[Tutor] Sequence Comparison

Terry Carroll carroll at tjc.com
Mon Jan 12 14:16:08 EST 2004


On Mon, 12 Jan 2004, Hameed Khan wrote:

> >>> (1, 2, 3)              < (1, 2, 4)
> True
> # Q.1 why it returns True when 1 is not lower then 1
> and 2 is not lower then 2. only 3 is lower then 4

Because the *sequence* is lower.

Put it another way: is (1,2,3) *equal* to ((1,2,4)?  Obviously not.  So it 
has to be either less than or greater than.  Less than is the one that 
makes sense.

> >>> 'ABC' < 'C' < 'Pascal' < 'Python'
> True
> # Q.2 what is the procedure of comparison in different
> size of sequences because 'ABC' is greater then 'C' in
> size and 'Pascal' is greater then 'C' but equal to
> 'Python' in size

This construct is kind of confusing, and I would never use it; I would 
draw the lines at three comparators for a simple range check.
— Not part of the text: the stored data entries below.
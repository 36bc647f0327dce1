// Copyright The AgentSmith-Hub Authors
// SPDX-License-Identifier: Apache-2.0

use std::io::{BufRead, BufReader, Seek, SeekFrom};
use std::path::Path;

/// Lines longer than this are dropped rather than buffered whole, so a corrupt or binary log
/// can't make the uploader allocate unboundedly.
const MAX_LINE_BYTES: usize = 5 * 1024 * 1024;

/// Errors reading the tailed log file.
#[derive(thiserror::Error, Debug)]
pub enum ScanError {
    /// The file could not be opened or read.
    #[error("I/O error reading {path}: {source}")]
    Io {
        /// The path involved.
        path: std::path::PathBuf,
        /// The underlying error.
        #[source]
        source: std::io::Error,
    },
}

/// Reads every complete line appended to `path` since `offset`, returning the lines and the new
/// offset (the byte position just past the last complete line read; a trailing partial line is
/// left for the next call).
///
/// If `path` is shorter than `offset` (rotated/truncated since the last read), resumes from the
/// start of the file. A line longer than [`MAX_LINE_BYTES`] — "token too long" — is dropped
/// rather than returned, but scanning continues past it.
///
/// # Errors
/// Returns [`ScanError::Io`] if the file can't be opened or read. A missing file is not an
/// error: it returns `(vec![], offset)` unchanged, since log files may not exist yet at startup.
pub fn scan_new_lines(path: &Path, offset: u64) -> Result<(Vec<String>, u64), ScanError> {
    let file = match std::fs::File::open(path) {
        Ok(f) => f,
        Err(e) if e.kind() == std::io::ErrorKind::NotFound => return Ok((Vec::new(), offset)),
        Err(e) => return Err(ScanError::Io { path: path.to_path_buf(), source: e }),
    };

    let len = file.metadata().map_err(|e| ScanError::Io { path: path.to_path_buf(), source: e })?.len();
    let start = if offset > len { 0 } else { offset };

    let mut reader = BufReader::new(file);
    reader
        .seek(SeekFrom::Start(start))
        .map_err(|e| ScanError::Io { path: path.to_path_buf(), source: e })?;

    let mut lines = Vec::new();
    let mut position = start;
    let mut buf = Vec::new();

    loop {
        buf.clear();
        let read = reader
            .read_until(b'\n', &mut buf)
            .map_err(|e| ScanError::Io { path: path.to_path_buf(), source: e })?;
        if read == 0 {
            break;
        }
        if buf.last() != Some(&b'\n') {
            // Partial trailing line with no newline yet: don't advance past it.
            break;
        }
        position += read as u64;
        if buf.len() <= MAX_LINE_BYTES {
            let text = String::from_utf8_lossy(&buf[..buf.len() - 1]).into_owned();
            lines.push(text);
        }
    }

    Ok((lines, position))
}

#[cfg(test)]
mod tests {
    use super::*;

    #[test]
    fn reads_only_lines_appended_since_offset() {
        let dir = tempfile::tempdir().unwrap();
        let path = dir.path().join("x.log");
        std::fs::write(&path, "first\nsecond\n").unwrap();

        let (lines, offset) = scan_new_lines(&path, 0).unwrap();
        assert_eq!(lines, vec!["first", "second"]);

        std::fs::write(&path, "first\nsecond\nthird\n").unwrap();
        let (more, _offset2) = scan_new_lines(&path, offset).unwrap();
        assert_eq!(more, vec!["third"]);
    }

    #[test]
    fn leaves_partial_trailing_line_for_next_call() {
        let dir = tempfile::tempdir().unwrap();
        let path = dir.path().join("x.log");
        std::fs::write(&path, "complete\npartial").unwrap();

        let (lines, offset) = scan_new_lines(&path, 0).unwrap();
        assert_eq!(lines, vec!["complete"]);

        std::fs::write(&path, "complete\npartial-now-done\n").unwrap();
        let (more, _) = scan_new_lines(&path, offset).unwrap();
        assert_eq!(more, vec!["partial-now-done"]);
    }

    #[test]
    fn truncated_file_resets_to_start() {
        let dir = tempfile::tempdir().unwrap();
        let path = dir.path().join("x.log");
        std::fs::write(&path, "aaaaaaaaaa\n").unwrap();
        let (_, offset) = scan_new_lines(&path, 0).unwrap();

        std::fs::write(&path, "short\n").unwrap();
        let (lines, _) = scan_new_lines(&path, offset).unwrap();
        assert_eq!(lines, vec!["short"]);
    }

    #[test]
    fn missing_file_returns_empty_without_error() {
        let (lines, offset) = scan_new_lines(Path::new("/nonexistent/x.log"), 0).unwrap();
        assert!(lines.is_empty());
        assert_eq!(offset, 0);
    }
}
But this is basically saying
 "ABC" < "C" is true; and
 "C" < "Pascal" is true; and
 "Pascal" < "Python" is also true.

You don't really have to worry about different lengths here, because the 
difference shows up within the shortest length of each comparison (i.e. 
"ABC" < "C" is essentially just checking "A" <"C"; "C" < "Pascal" is 
essentially just checking "C"<"P", etc.).

It would be worth worrying anoy if you were comparing, say "aoto" and 
"automatic":

>>> "auto"<"automatic"
True

In such a case, the shorter string is less.

This is pretty much what you'd expect if you went to look something up in 
the index of a textbook, right?  "ABC" would sort before "C";" "Pascal" 
would sort before "Python": "auto" would sort before "automatic".

> >>> (1, 2, 3, 4)           < (1, 2, 4)
> True
> # the above 2 question (Q.1 and Q.2) applies to this
> comparison because this tuples have different sizes

Right; the same rule as above applies; Python just compares up to the 
first differentce; and 1, 2, 3... is less than 1, 2, 4...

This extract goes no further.